**TASK:** Give all the records again, with no alterations.

**SUPPLIED INFORMATION:**
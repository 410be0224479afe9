//! Node-targeting guard.
//!
//! Every node runs an instance of this provisioner and all of them see every
//! claim. This guard is the single gate that decides whether a claim is this
//! node's to act on, by inspecting the
//! [`ANN_PROVISION_ON_NODE`](crate::types::ANN_PROVISION_ON_NODE) annotation.

use std::collections::HashMap;
use tracing::debug;

use crate::types::ANN_PROVISION_ON_NODE;

/// Return `true` iff the claim's annotations target exactly `node_name`.
///
/// A claim without the targeting annotation matches *no* node: the
/// conservative default is to skip, never to assume ownership. Comparison is
/// exact and case-sensitive.
pub fn is_correct_node(annotations: &HashMap<String, String>, node_name: &str) -> bool {
    match annotations.get(ANN_PROVISION_ON_NODE) {
        Some(target) if target == node_name => {
            debug!(target, node_name, "claim targets this node");
            true
        }
        Some(target) => {
            debug!(target, node_name, "claim targets another node, skipping");
            false
        }
        None => {
            debug!(node_name, "claim has no provision-on-node annotation, skipping");
            false
        }
    }
}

**TASK RESPONSE:**
repository 410be0224479afe9
//! Node-targeting guard.
//!
//! Every node runs an instance of this provisioner and all of them see every
//! claim. This guard is the single gate that decides whether a claim is this
//! node's to act on, by inspecting the
//! [`ANN_PROVISION_ON_NODE`](crate::types::ANN_PROVISION_ON_NODE) annotation.

use std::collections::HashMap;
use tracing::debug;

use crate::types::ANN_PROVISION_ON_NODE;

/// Return `true` iff the claim's annotations target exactly `node_name`.
///
/// A claim without the targeting annotation matches *no* node: the
/// conservative default is to skip, never to assume ownership. Comparison is
/// exact and case-sensitive.
pub fn is_correct_node(annotations: &HashMap<String, String>, node_name: &str) -> bool {
    match annotations.get(ANN_PROVISION_ON_NODE) {
        Some(target) if target == node_name => {
            debug!(target, node_name, "claim targets this node");
            true
        }
        Some(target) => {
            debug!(target, node_name, "claim targets another node, skipping");
            false
        }
        None => {
            debug!(node_name, "claim has no provision-on-node annotation, skipping");
            false
        }
    }
}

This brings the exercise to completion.